Exercise brief:
Every line in the entries that holds "Serialize" should be identified and copied.

[Stored items]
______

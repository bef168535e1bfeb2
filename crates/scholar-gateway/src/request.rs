//! Gemini REST request bodies and URLs.

use base64::Engine;
use serde_json::{json, Value};

use scholar_core::{ModelTurn, PromptPart, Role};

use crate::traits::ImageRequest;

/// Wire name of a role. Gemini calls the assistant `model`.
pub fn role_name(role: Role) -> &'static str {
    match role {
        Role::User => "user",
        Role::Assistant => "model",
    }
}

pub fn part_json(part: &PromptPart) -> Value {
    match part {
        PromptPart::Text(text) => json!({ "text": text }),
        PromptPart::InlineMedia { bytes, media_type } => json!({
            "inlineData": {
                "mimeType": media_type,
                "data": base64::engine::general_purpose::STANDARD.encode(bytes),
            }
        }),
    }
}

pub fn content_json(role: Role, parts: &[PromptPart]) -> Value {
    json!({
        "role": role_name(role),
        "parts": parts.iter().map(part_json).collect::<Vec<_>>(),
    })
}

/// Body for `generateContent` / `streamGenerateContent`.
///
/// `history` is folded in before the new user turn.
pub fn build_generate_body(
    history: &[ModelTurn],
    parts: &[PromptPart],
    system_instruction: Option<&str>,
    generation_config: Option<Value>,
) -> Value {
    let mut contents: Vec<Value> = history
        .iter()
        .map(|turn| content_json(turn.role, &turn.parts))
        .collect();
    contents.push(content_json(Role::User, parts));

    let mut body = json!({ "contents": contents });

    if let Some(instruction) = system_instruction.filter(|s| !s.trim().is_empty()) {
        body["systemInstruction"] = json!({ "parts": [{ "text": instruction }] });
    }
    if let Some(config) = generation_config {
        body["generationConfig"] = config;
    }
    body
}

/// Generation config declaring a JSON response shape.
pub fn structured_config(schema: &Value) -> Value {
    json!({
        "responseMimeType": "application/json",
        "responseSchema": schema,
    })
}

pub fn temperature_config(temperature: f32) -> Value {
    json!({ "temperature": temperature })
}

/// Body for the Imagen `predict` endpoint.
pub fn build_image_body(request: &ImageRequest) -> Value {
    json!({
        "instances": [{ "prompt": request.prompt }],
        "parameters": { "sampleCount": request.number_of_images },
    })
}

/// `{base}/v1beta/models/{model}:{method}`.
pub fn model_url(base_url: &str, model: &str, method: &str) -> String {
    let base = base_url.trim_end_matches('/');
    let model = model.trim_start_matches("models/");
    format!("{}/v1beta/models/{}:{}", base, model, method)
}

#[cfg(test)]
mod tests {
    use super::*;

    #[test]
    fn test_model_url_handles_trailing_slash_and_prefix() {
        assert_eq!(
            model_url("https://api.example.com/", "models/gemini-x", "generateContent"),
            "https://api.example.com/v1beta/models/gemini-x:generateContent"
        );
        assert_eq!(
            model_url("https://api.example.com", "gemini-x", "streamGenerateContent"),
            "https://api.example.com/v1beta/models/gemini-x:streamGenerateContent"
        );
    }

    #[test]
    fn test_inline_media_is_base64() {
        let part = PromptPart::InlineMedia {
            bytes: b"hello".to_vec(),
            media_type: "text/plain".into(),
        };
        let v = part_json(&part);
        assert_eq!(v["inlineData"]["mimeType"], "text/plain");
        assert_eq!(v["inlineData"]["data"], "aGVsbG8=");
    }

    #[test]
    fn test_body_folds_history_before_new_turn() {
        let history = vec![
            ModelTurn {
                role: Role::User,
                parts: vec![PromptPart::text("What is a stack?")],
            },
            ModelTurn {
                role: Role::Assistant,
                parts: vec![PromptPart::text("A LIFO structure.")],
            },
        ];
        let body = build_generate_body(
            &history,
            &[PromptPart::text("And a queue?")],
            Some("Be brief."),
            None,
        );

        let contents = body["contents"].as_array().unwrap();
        assert_eq!(contents.len(), 3);
        assert_eq!(contents[0]["role"], "user");
        assert_eq!(contents[1]["role"], "model");
        assert_eq!(contents[2]["role"], "user");
        assert_eq!(contents[2]["parts"][0]["text"], "And a queue?");
        assert_eq!(body["systemInstruction"]["parts"][0]["text"], "Be brief.");
        assert!(body.get("generationConfig").is_none());
    }

    #[test]
    fn test_blank_system_instruction_is_omitted() {
        let body = build_generate_body(&[], &[PromptPart::text("hi")], Some("  "), None);
        assert!(body.get("systemInstruction").is_none());
    }

    #[test]
    fn test_structured_config_declares_schema() {
        let schema = json!({ "type": "OBJECT", "properties": { "html": { "type": "STRING" } } });
        let body = build_generate_body(
            &[],
            &[PromptPart::text("make a page")],
            None,
            Some(structured_config(&schema)),
        );
        assert_eq!(
            body["generationConfig"]["responseMimeType"],
            "application/json"
        );
        assert_eq!(body["generationConfig"]["responseSchema"], schema);
    }

    #[test]
    fn test_image_body_sample_count() {
        let req = ImageRequest::new("a lighthouse", 3, 4).unwrap();
        let body = build_image_body(&req);
        assert_eq!(body["instances"][0]["prompt"], "a lighthouse");
        assert_eq!(body["parameters"]["sampleCount"], 3);
    }
}
use async_trait::async_trait;
use serde::{Deserialize, Serialize};
use tokio::sync::mpsc;
use uuid::Uuid;

use scholar_core::{ModelTurn, PromptPart, Result, ScholarError};

// =============================================================================
// Fragment streams
// =============================================================================

/// Producer half of a [`FragmentStream`].
pub type FragmentSender = mpsc::Sender<Result<String>>;

/// Lazy, finite, forward-only sequence of text deltas.
///
/// Each fragment is a contiguous addition to the final text. The sequence ends
/// when the producer drops its sender (model finished or transport closed). An
/// `Err` item is terminal: the producer sends nothing after it. A stream cannot
/// be restarted; retrying needs a new gateway call.
#[derive(Debug)]
pub struct FragmentStream {
    rx: mpsc::Receiver<Result<String>>,
}

impl FragmentStream {
    /// Create a connected sender/stream pair with the given buffer capacity.
    pub fn channel(capacity: usize) -> (FragmentSender, FragmentStream) {
        let (tx, rx) = mpsc::channel(capacity.max(1));
        (tx, FragmentStream { rx })
    }

    /// A stream that yields the given items in order and then ends.
    pub fn from_items(items: Vec<Result<String>>) -> FragmentStream {
        let (tx, stream) = Self::channel(items.len().max(1));
        for item in items {
            // Capacity covers every item, so this cannot fail for lack of room.
            let _ = tx.try_send(item);
        }
        stream
    }

    /// A stream of successful fragments.
    pub fn from_fragments<I, S>(fragments: I) -> FragmentStream
    where
        I: IntoIterator<Item = S>,
        S: Into<String>,
    {
        Self::from_items(fragments.into_iter().map(|f| Ok(f.into())).collect())
    }

    /// Wait for the next fragment. `None` once the stream has ended.
    pub async fn next(&mut self) -> Option<Result<String>> {
        self.rx.recv().await
    }

    /// Drain the stream into one string, stopping at the first error.
    pub async fn collect_text(mut self) -> Result<String> {
        let mut text = String::new();
        while let Some(item) = self.next().await {
            text.push_str(&item?);
        }
        Ok(text)
    }
}

// =============================================================================
// Request/response types
// =============================================================================

/// Options for single-shot text generation.
#[derive(Debug, Clone, Default, PartialEq)]
pub struct GenerateOptions {
    pub system_instruction: Option<String>,
    pub temperature: Option<f32>,
}

impl GenerateOptions {
    pub fn with_system_instruction(instruction: impl Into<String>) -> Self {
        Self {
            system_instruction: Some(instruction.into()),
            temperature: None,
        }
    }
}

/// A chat session: the system instruction plus prior turns to fold into the
/// remote context. Holds no remote state; it is rebuilt for every turn.
#[derive(Debug, Clone, PartialEq)]
pub struct SessionHandle {
    pub id: Uuid,
    pub system_instruction: String,
    pub history: Vec<ModelTurn>,
}

/// A validated image generation request.
#[derive(Debug, Clone, PartialEq, Eq)]
pub struct ImageRequest {
    pub prompt: String,
    pub number_of_images: u8,
}

impl ImageRequest {
    /// Build a request, rejecting a blank prompt or a count outside `1..=max_images`.
    ///
    /// Out-of-range counts are an input error; they are never clamped.
    pub fn new(prompt: impl Into<String>, number_of_images: u32, max_images: u8) -> Result<Self> {
        let prompt = prompt.into();
        if prompt.trim().is_empty() {
            return Err(ScholarError::Input("image prompt cannot be empty".to_string()));
        }
        if number_of_images == 0 || number_of_images > u32::from(max_images) {
            return Err(ScholarError::Input(format!(
                "number of images must be between 1 and {}, got {}",
                max_images, number_of_images
            )));
        }
        Ok(Self {
            prompt,
            number_of_images: number_of_images as u8,
        })
    }
}

/// One generated image.
#[derive(Clone, PartialEq, Eq, Serialize, Deserialize)]
pub struct GeneratedImage {
    pub media_type: String,
    pub bytes: Vec<u8>,
}

impl std::fmt::Debug for GeneratedImage {
    fn fmt(&self, f: &mut std::fmt::Formatter<'_>) -> std::fmt::Result {
        f.debug_struct("GeneratedImage")
            .field("media_type", &self.media_type)
            .field("bytes_len", &self.bytes.len())
            .finish()
    }
}

// =============================================================================
// ModelGateway
// =============================================================================

/// The remote generative capability.
///
/// Every operation checks for a credential before any network work and fails
/// fast with [`ScholarError::Configuration`] when it is missing. Transport and
/// model failures surface once as [`ScholarError::Remote`]; nothing is retried.
#[async_trait]
pub trait ModelGateway: Send + Sync {
    /// Single-shot text generation.
    async fn generate(&self, parts: &[PromptPart], options: &GenerateOptions) -> Result<String>;

    /// Single-shot generation constrained to `schema`. Returns the raw text;
    /// the caller validates it.
    async fn generate_structured(
        &self,
        parts: &[PromptPart],
        schema: &serde_json::Value,
    ) -> Result<String>;

    /// Streaming generation without history.
    async fn stream_generate(&self, parts: &[PromptPart]) -> Result<FragmentStream>;

    /// Build a chat session from a system instruction and prior turns.
    fn create_session(
        &self,
        system_instruction: &str,
        prior_history: Vec<ModelTurn>,
    ) -> Result<SessionHandle>;

    /// Stream the reply to `parts` within `session`.
    async fn send_streamed(
        &self,
        session: &SessionHandle,
        parts: &[PromptPart],
    ) -> Result<FragmentStream>;

    /// Generate images from a text prompt.
    async fn generate_images(&self, request: &ImageRequest) -> Result<Vec<GeneratedImage>>;
}

// =============================================================================
// Tests
// =============================================================================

______

Response for this exercise:
use serde::{Deserialize, Serialize};
#[derive(Clone, PartialEq, Eq, Serialize, Deserialize)]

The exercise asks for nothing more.